SUS-SP - Sistema Único de Saúde de São Paulo — Prova 2019
Um rapaz de 28 anos bateu a motocicleta contra um automóvel. Foi ejetado, tendo sido encontrado a 10 metros do local da colisão. Levado pelo Resgate, chega ao prontosocorro imobilizado em prancha rígida, com colar cervical. A via aérea está pérvia e não tem desvio de traqueia nem enfisema cervical. A expansibilidade torácica está diminuída à esquerda. A ausculta mostra murmúrio vesicular abolido desse lado, sendo que a percussão tende a macicez. Saturação de oxigênio, com máscara: 89%. Sente-se crepitação na palpação do esterno. Pulso: 120 bpm, regular; PA: 90 × 60 mmHg. Glasgow:13. Não há outras lesões evidentes na avaliação inicial. Conduta inicial mais adequada:
Trauma torácico + MV abolido + macicez + hipotensão → Hemotórax maciço = Drenagem pleural imediata.
A combinação de murmúrio vesicular abolido, macicez à percussão, hipotensão e taquicardia em um paciente traumatizado sugere fortemente um hemotórax maciço. A drenagem pleural sob selo d'água é a conduta inicial mais adequada para descomprimir o tórax e permitir a reexpansão pulmonar, estabilizando o paciente.
O trauma torácico é uma das principais causas de morbimortalidade em pacientes vítimas de trauma, e o reconhecimento e manejo rápido de condições como o hemotórax maciço são cruciais. O hemotórax maciço é definido pela presença de mais de 1500 mL de sangue na cavidade pleural ou um débito de 200 mL/hora por 2-4 horas após a drenagem, resultando em comprometimento respiratório e hemodinâmico. A história de trauma de alta energia, como a ejeção de uma motocicleta, aumenta a suspeita. Clinicamente, o hemotórax maciço manifesta-se por dispneia, taquicardia, hipotensão e, no exame físico, abolição ou diminuição do murmúrio vesicular e macicez à percussão no hemitórax afetado.

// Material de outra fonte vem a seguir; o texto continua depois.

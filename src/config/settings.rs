//! Configuration settings structures for hunthq
//!
//! Every field has a serde default, so a partial TOML file (or none beyond an
//! empty `default.toml`) still produces a complete [`Settings`].

use std::path::PathBuf;
use std::time::Duration;

use serde::{Deserialize, Serialize};

use crate::config::error::ConfigError;
use crate::logger::{ConsoleConfig, FileConfig, LogFormat, LoggerConfig};
use crate::scraper::{ChromiumOptions, NormalizeOptions, PaginationPolicy, ScrapeOptions};
use crate::tasks::ExportOptions;

// ============================================================================
// Default value functions
// ============================================================================

fn default_app_name() -> String {
    "hunthq".to_string()
}

fn default_app_version() -> String {
    env!("CARGO_PKG_VERSION").to_string()
}

fn default_host() -> String {
    "127.0.0.1".to_string()
}

fn default_port() -> u16 {
    5000
}

fn default_request_timeout() -> u64 {
    30
}

fn default_log_level() -> String {
    "info".to_string()
}

fn default_true() -> bool {
    true
}

fn default_log_path() -> String {
    "logs/hunthq.log".to_string()
}

fn default_log_format() -> String {
    "json".to_string()
}

fn default_window_width() -> u32 {
    1920
}

fn default_window_height() -> u32 {
    1080
}

fn default_user_agent() -> Option<String> {
    Some("Mozilla/5.0 (Macintosh; Intel Mac OS X 10_15_7) AppleWebKit/537.36".to_string())
}

fn default_navigation_timeout() -> u64 {
    60
}

fn default_wait_timeout() -> u64 {
    30
}

fn default_settle_delay_ms() -> u64 {
    2000
}

fn default_poll_interval_ms() -> u64 {
    250
}

fn default_max_pages() -> usize {
    200
}

fn default_export_directory() -> String {
    "exports".to_string()
}

// ============================================================================
// Application Configuration
// ============================================================================

#[derive(Debug, Clone, PartialEq, Eq, Serialize, Deserialize)]
pub struct ApplicationConfig {
    #[serde(default = "default_app_name")]
    pub name: String,

    #[serde(default = "default_app_version")]
    pub version: String,
}

impl Default for ApplicationConfig {
    fn default() -> Self {
        Self {
            name: default_app_name(),
            version: default_app_version(),
        }
    }
}

// ============================================================================
// Server Configuration
// ============================================================================

/// Axum HTTP server configuration
#[derive(Debug, Clone, PartialEq, Eq, Serialize, Deserialize)]
pub struct ServerConfig {
    #[serde(default = "default_host")]
    pub host: String,

    #[serde(default = "default_port")]
    pub port: u16,

    /// Request timeout in seconds. Scrapes run in the background, so this
    /// only bounds the request handlers themselves.
    #[serde(default = "default_request_timeout")]
    pub request_timeout: u64,
}

impl ServerConfig {
    /// `host:port`
    pub fn address(&self) -> String {
        format!("{}:{}", self.host, self.port)
    }
}

impl Default for ServerConfig {
    fn default() -> Self {
        Self {
            host: default_host(),
            port: default_port(),
            request_timeout: default_request_timeout(),
        }
    }
}

// ============================================================================
// Logger Settings
// ============================================================================

#[derive(Debug, Clone, PartialEq, Eq, Serialize, Deserialize)]
pub struct ConsoleSettings {
    #[serde(default = "default_true")]
    pub enabled: bool,

    /// ANSI colors; only applied when stdout is a terminal
    #[serde(default = "default_true")]
    pub colored: bool,
}

impl Default for ConsoleSettings {
    fn default() -> Self {
        Self {
            enabled: true,
            colored: true,
        }
    }
}

#[derive(Debug, Clone, PartialEq, Eq, Serialize, Deserialize)]
pub struct FileSettings {
    #[serde(default)]
    pub enabled: bool,

    #[serde(default = "default_log_path")]
    pub path: String,

    #[serde(default = "default_true")]
    pub append: bool,

    /// "full", "compact" or "json"
    #[serde(default = "default_log_format")]
    pub format: String,
}

impl Default for FileSettings {
    fn default() -> Self {
        Self {
            enabled: false,
            path: default_log_path(),
            append: true,
            format: default_log_format(),
        }
    }
}

#[derive(Debug, Clone, PartialEq, Eq, Serialize, Deserialize)]
pub struct LoggerSettings {
    /// "trace", "debug", "info", "warn" or "error"
    #[serde(default = "default_log_level")]
    pub level: String,

    #[serde(default)]
    pub console: ConsoleSettings,

    #[serde(default)]
    pub file: FileSettings,
}

impl Default for LoggerSettings {
    fn default() -> Self {
        Self {
            level: default_log_level(),
            console: ConsoleSettings::default(),
            file: FileSettings::default(),
        }
    }
}

impl LoggerSettings {
    /// Convert the file representation into the runtime logger config.
    pub fn into_logger_config(self) -> Result<LoggerConfig, ConfigError> {
        let format = self
            .file
            .format
            .parse::<LogFormat>()
            .map_err(|e| ConfigError::validation("logger.file.format", e.to_string()))?;

        let config = LoggerConfig {
            level: self.level,
            console: ConsoleConfig {
                enabled: self.console.enabled,
                colored: self.console.colored,
            },
            file: FileConfig {
                enabled: self.file.enabled,
                path: PathBuf::from(self.file.path),
                append: self.file.append,
                format,
            },
        };
        config
            .validate()
            .map_err(|e| ConfigError::validation("logger", e.to_string()))?;
        Ok(config)
    }
}

// ============================================================================
// Scraper Configuration
// ============================================================================

/// Browser and pagination tuning for scrape runs
#[derive(Debug, Clone, PartialEq, Eq, Serialize, Deserialize)]
pub struct ScraperSettings {
    #[serde(default = "default_true")]
    pub headless: bool,

    /// Chrome binary; auto-detected when unset
    #[serde(default)]
    pub chrome_executable: Option<String>,

    #[serde(default = "default_window_width")]
    pub window_width: u32,

    #[serde(default = "default_window_height")]
    pub window_height: u32,

    #[serde(default = "default_user_agent")]
    pub user_agent: Option<String>,

    /// Seconds allowed for a page navigation
    #[serde(default = "default_navigation_timeout")]
    pub navigation_timeout: u64,

    /// Seconds to wait for an embedded listing frame
    #[serde(default = "default_wait_timeout")]
    pub frame_timeout: u64,

    /// Seconds to wait for listing rows after a load or page change
    #[serde(default = "default_wait_timeout")]
    pub row_timeout: u64,

    /// Milliseconds to pause after clicking a pagination control
    #[serde(default = "default_settle_delay_ms")]
    pub settle_delay_ms: u64,

    #[serde(default = "default_poll_interval_ms")]
    pub poll_interval_ms: u64,

    #[serde(default = "default_max_pages")]
    pub max_pages: usize,
}

impl Default for ScraperSettings {
    fn default() -> Self {
        Self {
            headless: true,
            chrome_executable: None,
            window_width: default_window_width(),
            window_height: default_window_height(),
            user_agent: default_user_agent(),
            navigation_timeout: default_navigation_timeout(),
            frame_timeout: default_wait_timeout(),
            row_timeout: default_wait_timeout(),
            settle_delay_ms: default_settle_delay_ms(),
            poll_interval_ms: default_poll_interval_ms(),
            max_pages: default_max_pages(),
        }
    }
}

impl ScraperSettings {
    pub fn chromium_options(&self) -> ChromiumOptions {
        ChromiumOptions {
            headless: self.headless,
            executable: self.chrome_executable.as_ref().map(PathBuf::from),
            window_width: self.window_width,
            window_height: self.window_height,
            user_agent: self.user_agent.clone().filter(|ua| !ua.trim().is_empty()),
            navigation_timeout: Duration::from_secs(self.navigation_timeout),
        }
    }

    pub fn scrape_options(&self) -> ScrapeOptions {
        ScrapeOptions {
            normalize: NormalizeOptions::default(),
            frame_timeout: Duration::from_secs(self.frame_timeout),
            pagination: PaginationPolicy {
                settle_delay: Duration::from_millis(self.settle_delay_ms),
                row_timeout: Duration::from_secs(self.row_timeout),
                poll_interval: Duration::from_millis(self.poll_interval_ms),
                max_pages: self.max_pages,
            },
        }
    }
}

// ============================================================================
// Export Configuration
// ============================================================================

#[derive(Debug, Clone, PartialEq, Eq, Serialize, Deserialize)]
pub struct ExportSettings {
    /// Also keep every download as `<directory>/jobs_<task_id>.csv`
    #[serde(default)]
    pub persist: bool,

    #[serde(default = "default_export_directory")]
    pub directory: String,
}

impl Default for ExportSettings {
    fn default() -> Self {
        Self {
            persist: false,
            directory: default_export_directory(),
        }
    }
}

impl ExportSettings {
    pub fn export_options(&self) -> ExportOptions {
        ExportOptions {
            persist: self.persist,
            directory: PathBuf::from(&self.directory),
        }
    }
}

// ============================================================================
// Root Settings
// ============================================================================

#[derive(Debug, Clone, Default, PartialEq, Eq, Serialize, Deserialize)]
pub struct Settings {
    #[serde(default)]
    pub application: ApplicationConfig,

    #[serde(default)]
    pub server: ServerConfig,

    #[serde(default)]
    pub logger: LoggerSettings,

    #[serde(default)]
    pub scraper: ScraperSettings,

    #[serde(default)]
    pub export: ExportSettings,
}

A crepitação esternal sugere fratura de esterno, que pode estar associada a lesões intratorácicas. A hipoxemia (saturação de oxigênio baixa) e o choque (pulso rápido, PA baixa) são sinais de gravidade que exigem intervenção imediata. A conduta inicial, conforme o ATLS (Advanced Trauma Life Support), prioriza a estabilização da via aérea, respiração e circulação. No caso de hemotórax maciço, a drenagem pleural sob selo d'água com um dreno de grosso calibre é a medida terapêutica mais importante. Ela permite a remoção do sangue, a reexpansão pulmonar e a avaliação contínua do sangramento. A toracotomia de emergência é reservada para casos de sangramento persistente ou maciço que não respondem à drenagem inicial.
Os sinais clínicos incluem diminuição ou abolição do murmúrio vesicular, macicez à percussão no lado afetado, dispneia, taquicardia, hipotensão, desvio da traqueia (tardio) e sinais de choque hipovolêmico.
A conduta inicial mais adequada é a drenagem pleural esquerda sob selo d’água com um dreno de grosso calibre. Isso permite a evacuação do sangue, a reexpansão pulmonar e a monitorização do débito para avaliar a necessidade de toracotomia.
A principal diferença no exame físico é a percussão: o hemotórax maciço causa macicez devido ao acúmulo de sangue, enquanto o pneumotórax hipertensivo causa timpanismo devido ao ar aprisionado. Ambos podem levar a instabilidade hemodinâmica e desvio de traqueia.